Orascom/VimpelCom’s move was not unexpected after Ottawa changed the Telecommunications Act last fall to allow foreign companies to completely own a Canadian carrier with less than 10 per cent of the market. Then in October VimpelCom’s board voted to convert its non-voting shares of Wind into voting shares.
At the time Wind’s Canadian founder, chairman, CEO and controlling shareholder, Anthony Lacavera, said if that occurred he and Canadian directors would still be in control.
But VimpelCom [NYSE: VIP
] wanted full control, or made Lacavera an offer he couldn't refuse. Lacavera said in an interview he'd been negotiating with Orascom for a "long time."

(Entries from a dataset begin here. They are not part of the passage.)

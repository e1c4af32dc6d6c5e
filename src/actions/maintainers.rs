//! `repository-maintainers`: creates a maintainers team for every new
//! repository and grants the configured teams access to it.

use serde::Deserialize;
use tracing::info;

use crate::github::GitHubClient;
use crate::github::models::{NewTeam, TeamPermission};
use crate::webhooks::{RepositoryAction, RepositoryEvent};

use super::{ActionError, WebhookHandler};

fn default_suffix() -> String {
    "-maintainers".to_string()
}

#[derive(Debug, Clone, PartialEq, Eq, Deserialize)]
#[serde(rename_all = "kebab-case", deny_unknown_fields)]
pub struct MaintainersArgs {
    #[serde(default = "default_suffix")]
    pub suffix: String,
    #[serde(default)]
    pub additional_memberships: Vec<Membership>,
}

/// An existing team that gets access to every new repository.
#[derive(Debug, Clone, PartialEq, Eq, Deserialize)]
#[serde(rename_all = "kebab-case", deny_unknown_fields)]
pub struct Membership {
    pub team_name: String,
    pub permission: TeamPermission,
}

/// A repository was created.
#[derive(Debug, Clone, PartialEq, Eq)]
pub struct RepositoryCreated {
    pub repo: String,
    pub creator: String,
}

pub(crate) fn repository_created(event: &RepositoryEvent) -> Result<RepositoryCreated, ActionError> {
    if event.action != RepositoryAction::Created {
        return Err(ActionError::skip(format!("repository action {}", event.action)));
    }
    Ok(RepositoryCreated {
        repo: event.repo.repo.clone(),
        creator: event.sender.clone(),
    })
}

#[derive(Debug)]
pub struct RepositoryMaintainers {
    client: GitHubClient,
    args: MaintainersArgs,
}

impl RepositoryMaintainers {
    pub fn new(client: GitHubClient, args: MaintainersArgs) -> Self {
        RepositoryMaintainers { client, args }
    }
}

impl WebhookHandler<RepositoryCreated> for RepositoryMaintainers {
    async fn handle(&self, params: RepositoryCreated) -> Result<(), ActionError> {
        let org = self.client.organization();
        let name = format!("{}{}", params.repo, self.args.suffix);

        let team = NewTeam {
            name: name.clone(),
            maintainers: vec![params.creator.clone()],
            repo_names: vec![format!("{}/{}", org, params.repo)],
            privacy: "closed".to_string(),
        };
        match self.client.create_team(&team).await {
            Ok(created) => info!(team = %created.slug, maintainer = %params.creator, "created maintainers team"),
            Err(e) if e.is_already_exists() => info!(team = %name, "maintainers team already exists"),
            Err(e) => return Err(e.into()),
        }

        let grants = std::iter::once((name.as_str(), TeamPermission::Maintain)).chain(
            self.args
                .additional_memberships
                .iter()
                .map(|m| (m.team_name.as_str(), m.permission)),
        );
        for (team_name, permission) in grants {
            let slug = slugify(team_name);
            self.client
                .add_team_repository(&slug, &params.repo, permission)
                .await?;
            info!(team = %slug, repository = %params.repo, ?permission, "granted team access");
        }
        Ok(())
    }
}

/// The URL slug GitHub derives from a team name.
///
/// ```text
/// "New Repo Maintainers" -> "new-repo-maintainers"
/// ```
fn slugify(name: &str) -> String {
    let mut slug = String::with_capacity(name.len());
    for c in name.chars() {
        if c.is_ascii_alphanumeric() || c == '_' {
            slug.push(c.to_ascii_lowercase());
        } else if !slug.ends_with('-') {
            slug.push('-');
        }
    }
    slug.trim_matches('-').to_string()
}
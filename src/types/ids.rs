//! Identifiers handed out by the forges.
//!
//! Numbers and opaque strings from webhook payloads get their own types so
//! that a comment id cannot end up where an issue number is expected.

use std::fmt;

macro_rules! number_id {
    ($(#[$meta:meta])* $name:ident, $display:literal) => {
        $(#[$meta])*
        #[derive(Debug, Clone, Copy, PartialEq, Eq, Hash, PartialOrd, Ord)]
        pub struct $name(pub u64);

        impl From<u64> for $name {
            fn from(n: u64) -> Self {
                $name(n)
            }
        }

        impl fmt::Display for $name {
            fn fmt(&self, f: &mut fmt::Formatter<'_>) -> fmt::Result {
                write!(f, $display, self.0)
            }
        }
    };
}

macro_rules! string_id {
    ($(#[$meta:meta])* $name:ident) => {
        $(#[$meta])*
        #[derive(Debug, Clone, PartialEq, Eq, Hash)]
        pub struct $name(pub String);

        impl $name {
            pub fn new(s: impl Into<String>) -> Self {
                $name(s.into())
            }

            pub fn as_str(&self) -> &str {
                &self.0
            }
        }

        impl From<String> for $name {
            fn from(s: String) -> Self {
                $name(s)
            }
        }

        impl fmt::Display for $name {
            fn fmt(&self, f: &mut fmt::Formatter<'_>) -> fmt::Result {
                f.write_str(&self.0)
            }
        }
    };
}

number_id!(
    /// Number of an issue or pull request, shown as `#<n>`.
    PrNumber,
    "#{}"
);

number_id!(
    /// Id of an issue comment, the target of command reactions.
    CommentId,
    "{}"
);

string_id!(
    /// GraphQL node id of an issue, pull request, label or project.
    NodeId
);

string_id!(
    /// `X-GitHub-Delivery` of a webhook.
    DeliveryId
);

/// A GitHub repository, `owner/repo`.
#[derive(Debug, Clone, PartialEq, Eq, Hash)]
pub struct RepoId {
    pub owner: String,
    pub repo: String,
}

impl RepoId {
    pub fn new(owner: impl Into<String>, repo: impl Into<String>) -> Self {
        RepoId {
            owner: owner.into(),
            repo: repo.into(),
        }
    }
}

impl fmt::Display for RepoId {
    fn fmt(&self, f: &mut fmt::Formatter<'_>) -> fmt::Result {
        write!(f, "{}/{}", self.owner, self.repo)
    }
}
//! Helpers for embedding text blocks into release notes.

use super::fence_marker;

/// Returns the body of the first fenced code block annotated with
/// `annotation`, trimmed.
///
/// ```
/// use metal_robot::markdown::extract_annotated_block;
///
/// let body = "Description\n\n```ACTIONS_REQUIRED\nRun the migration.\n```\n";
/// assert_eq!(
///     extract_annotated_block("ACTIONS_REQUIRED", body).as_deref(),
///     Some("Run the migration.")
/// );
/// assert_eq!(extract_annotated_block("BREAKING_CHANGE", body), None);
/// ```
pub fn extract_annotated_block(annotation: &str, text: &str) -> Option<String> {
    let mut lines = text.lines();

    let marker = lines.by_ref().find_map(|line| {
        let marker = fence_marker(line)?;
        let info = line.trim_start().trim_start_matches(marker).trim();
        (info == annotation).then_some(marker)
    })?;

    let mut body = Vec::new();
    for line in lines {
        if fence_marker(line) == Some(marker) && line.trim().trim_start_matches(marker).is_empty() {
            let joined = body.join("\n");
            let trimmed = joined.trim();
            return (!trimmed.is_empty()).then(|| trimmed.to_string());
        }
        body.push(line);
    }

    None
}

/// Formats a block of text as a single bullet list item.
///
/// The first line gets a `* ` prefix, continuation lines are indented by two
/// spaces so they stay inside the item. Blank lines stay empty.
///
/// ```
/// use metal_robot::markdown::to_list_item;
///
/// assert_eq!(to_list_item("first\nsecond"), "* first\n  second");
/// ```
pub fn to_list_item(text: &str) -> String {
    text.trim()
        .lines()
        .enumerate()
        .map(|(i, line)| match (i, line.trim_end()) {
            (0, l) => format!("* {l}"),
            (_, "") => String::new(),
            (_, l) => format!("  {l}"),
        })
        .collect::<Vec<_>>()
        .join("\n")
}
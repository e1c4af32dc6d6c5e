//! `labels-on-creation`: labels new issues and pull requests.

use serde::Deserialize;
use tracing::info;

use crate::github::{GitHubClient, label_ids_by_name};

use super::common::{ContentOpened, require_listed};
use super::{ActionError, WebhookHandler};

#[derive(Debug, Clone, PartialEq, Eq, Deserialize)]
#[serde(rename_all = "kebab-case", deny_unknown_fields)]
pub struct LabelsArgs {
    pub labels: Vec<String>,
    #[serde(default)]
    pub repositories: Vec<String>,
}

#[derive(Debug)]
pub struct LabelsOnCreation {
    client: GitHubClient,
    args: LabelsArgs,
}

impl LabelsOnCreation {
    pub fn new(client: GitHubClient, args: LabelsArgs) -> Self {
        LabelsOnCreation { client, args }
    }
}

impl WebhookHandler<ContentOpened> for LabelsOnCreation {
    async fn handle(&self, opened: ContentOpened) -> Result<(), ActionError> {
        require_listed(&self.args.repositories, &opened.repo)?;

        // Labels missing from the repository are ignored.
        let available = self.client.repository_labels(&opened.repo).await?;
        let ids = label_ids_by_name(&available, &self.args.labels);
        if ids.is_empty() {
            return Err(ActionError::skip(format!(
                "{} has none of the configured labels",
                opened.repo
            )));
        }

        self.client
            .add_labels(opened.node_id.as_str(), &ids)
            .await?;
        info!(repository = %opened.repo, number = %opened.number, added = ids.len(), "labeled");
        Ok(())
    }
}
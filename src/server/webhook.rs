//! Webhook endpoint handlers.
//!
//! A delivery is verified before anything else is read from it, then parsed
//! into a typed event and handed to the endpoint's registry in a background
//! task. The response does not wait for the handlers.

use axum::body::Bytes;
use axum::extract::State;
use axum::http::{HeaderMap, StatusCode};
use axum::response::{IntoResponse, Response};
use thiserror::Error;
use tracing::{Instrument, Span, debug, error, info_span, warn};

use super::AppState;
use crate::dispatch::Registry;
use crate::types::DeliveryId;
use crate::webhooks::{
    ParseError, WebhookEvent, parse_gitlab_webhook, parse_webhook, verify_gitlab_token,
    verify_signature,
};

/// Header name for GitHub event type.
const HEADER_EVENT: &str = "x-github-event";
/// Header name for GitHub delivery ID.
const HEADER_DELIVERY: &str = "x-github-delivery";
/// Header name for GitHub signature.
const HEADER_SIGNATURE: &str = "x-hub-signature-256";
const HEADER_GITLAB_EVENT: &str = "x-gitlab-event";
const HEADER_GITLAB_TOKEN: &str = "x-gitlab-token";

/// Errors that can occur when processing a webhook.
#[derive(Debug, Error)]
pub enum WebhookError {
    /// Missing required header.
    #[error("missing required header: {0}")]
    MissingHeader(&'static str),

    /// Signature or token does not match the configured secret.
    #[error("invalid signature")]
    InvalidSignature,

    #[error("cannot parse payload: {0}")]
    Parse(#[from] ParseError),
}

impl IntoResponse for WebhookError {
    fn into_response(self) -> Response {
        // Diagnostics go to the log; the forge only sees the status.
        StatusCode::INTERNAL_SERVER_ERROR.into_response()
    }
}

/// GitHub webhook handler.
///
/// # Request
///
/// - Method: POST
/// - Required headers:
///   - `X-GitHub-Event`: Event type (e.g., "release", "issue_comment")
///   - `X-Hub-Signature-256`: HMAC-SHA256 signature of the payload
/// - Optional headers:
///   - `X-GitHub-Delivery`: Delivery ID, carried in the log span
///
/// # Response
///
/// - 200 OK: Event accepted (including event types the bot ignores)
/// - 500 Internal Server Error: Missing header, invalid signature or
///   malformed payload
pub async fn github_webhook_handler(
    State(app_state): State<AppState>,
    headers: HeaderMap,
    body: Bytes,
) -> Result<StatusCode, WebhookError> {
    let delivery_id = get_header(&headers, HEADER_DELIVERY)
        .map(DeliveryId::new)
        .unwrap_or_else(|_| DeliveryId::new("unknown"));

    let signature_header = get_header(&headers, HEADER_SIGNATURE).inspect_err(|_| {
        warn!(delivery_id = %delivery_id, "webhook without signature");
    })?;
    if !verify_signature(&body, &signature_header, app_state.secret().as_bytes()) {
        warn!(delivery_id = %delivery_id, "invalid webhook signature");
        return Err(WebhookError::InvalidSignature);
    }

    let event_type = get_header(&headers, HEADER_EVENT)?;
    let event = parse_webhook(&event_type, &body).inspect_err(|e| {
        error!(delivery_id = %delivery_id, event_type = %event_type, error = %e, "cannot parse webhook");
    })?;

    let Some(event) = event else {
        warn!(delivery_id = %delivery_id, event_type = %event_type, "ignoring unsupported event type");
        return Ok(StatusCode::OK);
    };

    spawn_dispatch(app_state, event, delivery_id.as_str());
    Ok(StatusCode::OK)
}

/// GitLab webhook handler.
///
/// Authenticated by comparing `X-Gitlab-Token` with the configured secret.
pub async fn gitlab_webhook_handler(
    State(app_state): State<AppState>,
    headers: HeaderMap,
    body: Bytes,
) -> Result<StatusCode, WebhookError> {
    let token = get_header(&headers, HEADER_GITLAB_TOKEN)?;
    if !verify_gitlab_token(&token, app_state.secret()) {
        warn!("invalid gitlab webhook token");
        return Err(WebhookError::InvalidSignature);
    }

    let event_type = get_header(&headers, HEADER_GITLAB_EVENT)?;
    let event = parse_gitlab_webhook(&event_type, &body).inspect_err(|e| {
        error!(event_type = %event_type, error = %e, "cannot parse gitlab webhook");
    })?;

    let Some(event) = event else {
        warn!(event_type = %event_type, "ignoring unsupported gitlab event type");
        return Ok(StatusCode::OK);
    };

    spawn_dispatch(app_state, event, "gitlab");
    Ok(StatusCode::OK)
}

/// Runs the registry for `event` in the background under a span carrying
/// the event's context.
fn spawn_dispatch(app_state: AppState, event: WebhookEvent, delivery_id: &str) {
    let span = info_span!(
        "webhook",
        delivery_id,
        event = event.kind(),
        action = event.action().unwrap_or_default(),
        sender = event.sender(),
        organization = event.organization(),
        repository = %event.repository_url().unwrap_or_default(),
    );

    let registry = std::sync::Arc::clone(app_state.registry());
    let parent = span.clone();
    tokio::spawn(
        async move {
            let spawned = dispatch(&registry, event, &parent).await;
            debug!(handlers = spawned, "dispatched event");
        }
        .instrument(span),
    );
}

/// Spawns the handlers registered for the concrete type of `event`.
async fn dispatch(registry: &Registry, event: WebhookEvent, span: &Span) -> usize {
    let handles = match event {
        WebhookEvent::Release(e) => registry.run(e, span).await,
        WebhookEvent::Push(e) => registry.run(e, span).await,
        WebhookEvent::TagPush(e) => registry.run(e, span).await,
        WebhookEvent::PullRequest(e) => registry.run(e, span).await,
        WebhookEvent::IssueComment(e) => registry.run(e, span).await,
        WebhookEvent::Repository(e) => registry.run(e, span).await,
        WebhookEvent::Issues(e) => registry.run(e, span).await,
        WebhookEvent::ProjectV2Item(e) => registry.run(e, span).await,
    };
    handles.len()
}

/// Extracts a required header value as a string.
fn get_header(headers: &HeaderMap, name: &'static str) -> Result<String, WebhookError> {
    headers
        .get(name)
        .and_then(|v| v.to_str().ok())
        .map(|s| s.to_string())
        .ok_or(WebhookError::MissingHeader(name))
}
//! Building blocks shared by the actions: event extractors, release freeze
//! detection and the clone-patch-push-PR cycle.

use tracing::{debug, info};

use crate::commands::{Command, parse_command};
use crate::dispatch::MultiLockGuard;
use crate::git::{CommitIdentity, GitError, WorkingCopy};
use crate::github::GitHubClient;
use crate::github::models::{IssueComment, NewPullRequest, PullRequest, PullRequestFilter};
use crate::patch::{FileSystem, PatchError};
use crate::types::{NodeId, PrNumber};
use crate::webhooks::{
    IssueAction, IssuesEvent, PrAction, PullRequestEvent, PushEvent, ReleaseAction, ReleaseEvent,
    TagPushEvent,
};

use super::ActionError;

pub(crate) fn default_release_branch() -> String {
    "develop".to_string()
}

pub(crate) fn default_base_branch() -> String {
    "master".to_string()
}

pub(crate) fn default_release_pr_title() -> String {
    "Next release".to_string()
}

pub(crate) fn default_bump_template() -> String {
    "Bump %s to version %s".to_string()
}

// ─── Event parameters ─────────────────────────────────────────────────────────

/// Where a released component lives.
#[derive(Debug, Clone, PartialEq, Eq)]
pub enum Origin {
    GitHub,
    /// `namespace/project` on GitLab.
    GitLab { project_path: String },
}

/// A component released a new tag.
#[derive(Debug, Clone, PartialEq, Eq)]
pub struct ReleaseParams {
    /// Repository (or GitLab project) name of the component.
    pub source: String,
    pub tag: String,
    pub origin: Origin,
}

pub(crate) fn release_published(event: &ReleaseEvent) -> Result<ReleaseParams, ActionError> {
    if event.action != ReleaseAction::Published {
        return Err(ActionError::skip(format!("release action {}", event.action)));
    }
    if event.draft {
        return Err(ActionError::skip("release is a draft"));
    }
    Ok(ReleaseParams {
        source: event.repo.repo.clone(),
        tag: event.tag.clone(),
        origin: Origin::GitHub,
    })
}

pub(crate) fn github_tag_push(event: &PushEvent) -> Result<ReleaseParams, ActionError> {
    let tag = event
        .created_tag()
        .ok_or_else(|| ActionError::skip("push did not create a tag"))?;
    Ok(ReleaseParams {
        source: event.repo.repo.clone(),
        tag: tag.to_string(),
        origin: Origin::GitHub,
    })
}

pub(crate) fn gitlab_tag_push(event: &TagPushEvent) -> Result<ReleaseParams, ActionError> {
    let tag = event
        .tag()
        .ok_or_else(|| ActionError::skip("tag was deleted"))?;
    Ok(ReleaseParams {
        source: event.project_name.clone(),
        tag: tag.to_string(),
        origin: Origin::GitLab {
            project_path: event.project_path.clone(),
        },
    })
}

/// An issue or pull request was opened.
#[derive(Debug, Clone, PartialEq, Eq)]
pub struct ContentOpened {
    pub repo: String,
    pub number: PrNumber,
    pub node_id: NodeId,
}

pub(crate) fn issue_opened(event: &IssuesEvent) -> Result<ContentOpened, ActionError> {
    if event.action != IssueAction::Opened {
        return Err(ActionError::skip(format!("issue action {}", event.action)));
    }
    Ok(ContentOpened {
        repo: event.repo.repo.clone(),
        number: event.number,
        node_id: event.node_id.clone(),
    })
}

pub(crate) fn pull_request_opened(event: &PullRequestEvent) -> Result<ContentOpened, ActionError> {
    if event.action != PrAction::Opened {
        return Err(ActionError::skip(format!("pull request action {}", event.action)));
    }
    Ok(ContentOpened {
        repo: event.repo.repo.clone(),
        number: event.number,
        node_id: event.node_id.clone(),
    })
}

/// Returns a skip error unless `repo` is listed. An empty list admits all.
pub(crate) fn require_listed(repositories: &[String], repo: &str) -> Result<(), ActionError> {
    if repositories.is_empty() || repositories.iter().any(|r| r == repo) {
        Ok(())
    } else {
        Err(ActionError::skip(format!("repository {} is not configured", repo)))
    }
}

// ─── Release freeze ───────────────────────────────────────────────────────────

#[derive(Debug, Clone, Copy, PartialEq, Eq)]
pub enum FreezeState {
    Frozen,
    Open,
}

/// Computes the freeze state from comments ordered newest first.
///
/// The newest `/freeze` or `/unfreeze` command wins. Without either the
/// release is open.
///
/// ```
/// use metal_robot::actions::{FreezeState, freeze_state};
///
/// assert_eq!(freeze_state(["/freeze"]), FreezeState::Frozen);
/// assert_eq!(freeze_state(["/unfreeze", "/freeze"]), FreezeState::Open);
/// assert_eq!(freeze_state(["LGTM"]), FreezeState::Open);
/// ```
pub fn freeze_state<'a>(bodies_newest_first: impl IntoIterator<Item = &'a str>) -> FreezeState {
    bodies_newest_first
        .into_iter()
        .find_map(|body| match parse_command(body) {
            Some(Command::Freeze) => Some(FreezeState::Frozen),
            Some(Command::Unfreeze) => Some(FreezeState::Open),
            _ => None,
        })
        .unwrap_or(FreezeState::Open)
}

fn comment_bodies(comments: &[IssueComment]) -> impl Iterator<Item = &str> {
    comments.iter().filter_map(|c| c.body.as_deref())
}

// ─── Release pull request ─────────────────────────────────────────────────────

/// The long-lived pull request collecting bumps on a release branch.
#[derive(Debug, Clone, Copy)]
pub(crate) struct ReleasePullRequest<'a> {
    pub repository: &'a str,
    pub branch: &'a str,
    pub base: &'a str,
    pub title: &'a str,
}

impl ReleasePullRequest<'_> {
    pub async fn find_open(
        &self,
        client: &GitHubClient,
    ) -> Result<Option<PullRequest>, ActionError> {
        let filter = PullRequestFilter {
            state: Some("open".to_string()),
            head: Some(format!("{}:{}", client.organization(), self.branch)),
            base: Some(self.base.to_string()),
        };
        let prs = client.list_pull_requests(self.repository, &filter).await?;
        Ok(prs.into_iter().next())
    }

    /// Checks whether the open release pull request is frozen. If it is, a
    /// warning about the blocked `tag` of `source` is posted to it.
    pub async fn warn_if_frozen(
        &self,
        client: &GitHubClient,
        source: &str,
        tag: &str,
    ) -> Result<bool, ActionError> {
        let Some(pr) = self.find_open(client).await? else {
            return Ok(false);
        };
        let comments = client
            .list_issue_comments_desc(self.repository, pr.number)
            .await?;
        if freeze_state(comment_bodies(&comments)) == FreezeState::Open {
            return Ok(false);
        }

        info!(
            repository = %self.repository,
            pull_request = pr.number,
            source,
            tag,
            "release is frozen, not aggregating"
        );
        let warning = format!(
            ":warning: Release `{}` in repository {} was not aggregated because the release is frozen. Comment `/unfreeze` to continue.",
            tag, source
        );
        client
            .create_issue_comment(self.repository, pr.number, &warning)
            .await?;
        Ok(true)
    }

    pub async fn ensure(&self, client: &GitHubClient) -> Result<(), ActionError> {
        ensure_pull_request(
            client,
            self.repository,
            &NewPullRequest {
                title: self.title.to_string(),
                head: self.branch.to_string(),
                base: self.base.to_string(),
                body: None,
                draft: false,
            },
        )
        .await
    }
}

/// Opens a pull request unless one for the same head and base is open.
pub(crate) async fn ensure_pull_request(
    client: &GitHubClient,
    repo: &str,
    pr: &NewPullRequest,
) -> Result<(), ActionError> {
    match client.create_pull_request(repo, pr).await {
        Ok(created) => {
            info!(
                repository = repo,
                pull_request = created.number,
                head = %pr.head,
                base = %pr.base,
                "opened pull request"
            );
            Ok(())
        }
        Err(e) if e.is_already_exists() => {
            debug!(repository = repo, head = %pr.head, "pull request already exists");
            Ok(())
        }
        Err(e) => Err(e.into()),
    }
}

// ─── Clone, patch, push ───────────────────────────────────────────────────────

/// Clones `branch` of `repo`, lets `patch` edit the files, and commits and
/// pushes the result.
///
/// Returns `false` when the patches left the tree unchanged. The lock is
/// released as soon as the branch is up to date on the remote; any patch
/// error aborts before pushing.
pub(crate) async fn patch_and_push<F>(
    client: &GitHubClient,
    repo: &str,
    branch: &str,
    message: &str,
    lock: &mut MultiLockGuard,
    patch: F,
) -> Result<bool, ActionError>
where
    F: FnOnce(&mut dyn FileSystem) -> Result<(), PatchError>,
{
    let remote = client.remote_url(repo).await?;
    let mut copy = WorkingCopy::clone_and_checkout(&remote, branch, CommitIdentity::default()).await?;
    patch(&mut copy)?;

    let pushed = match copy.commit_and_push(message).await {
        Ok(()) => true,
        Err(GitError::NoChanges) => {
            debug!(repository = repo, branch, "nothing to commit");
            false
        }
        Err(e) => return Err(e.into()),
    };
    lock.release();
    Ok(pushed)
}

"I'm very proud of what I accomplished with Wind," he said Friday, a journey that began when the government announced in 2007 it would set aside spectrum for new entrants to encourage competition in the wireless market. Ultimately Orascom was the only investor Lacavera could find.
"I set out to create a fourth national carrier, and I've done that .... The company's on a great growth track and I'm comfortable handing it over."
Orascom, which has held 32 per cent of Wind’s voting shares and 65.1 per cent of its equity, will take complete control of the wireless carrier once regulatory approvals are given.
Lacavera will transfer to Orascom his indirect 66.7 per cent voting shares and 34.4 per cent economic interest.
Lacavera will keep a small percentage in the carrier, but Orascom will end up with 99.3 per cent indirect interest in Wind’s parent company, Globalive Wireless Management Corp. (GWMC).
GWMC is a partnership between Lacavera, who contributed his Canadian telecom assets including the Yak long-distance dial around service and OneConnect, a cloud-based service for some 8,000 small and medium businesses, and Orascom, which contributed close to $1 billion needed to buy spectrum in 2008 and build the wireless network.
As part of the deal, Lacavera will get back Yak and OneConnect and some cash, which he’ll use to start a venture capital firm called Globalive Capital.
Just as Orascom’s proposed share deal simplifies its position in Wind, it could have an effect on the Orascom/VimpelCom’s participation in the upcoming spectrum auction in the prized 700 MHz band. It’s an auction industry observers believe bidders will need hundreds of millions of dollars if they hope to get any frequencies. The department hasn’t set a date but hopes it will be conducted this spring.
The 700 MHz band is highly-valued by carriers for deploying the latest and fastest LTE networks.
Bell, Rogers, Telus Corp. have launched LTE service on the AWS spectrum they bought along with Wind and fellow startups Mobilicity and Videotron. However, the startups concentrated on building their new networks, which run the 4G but slower HSPA+ technology.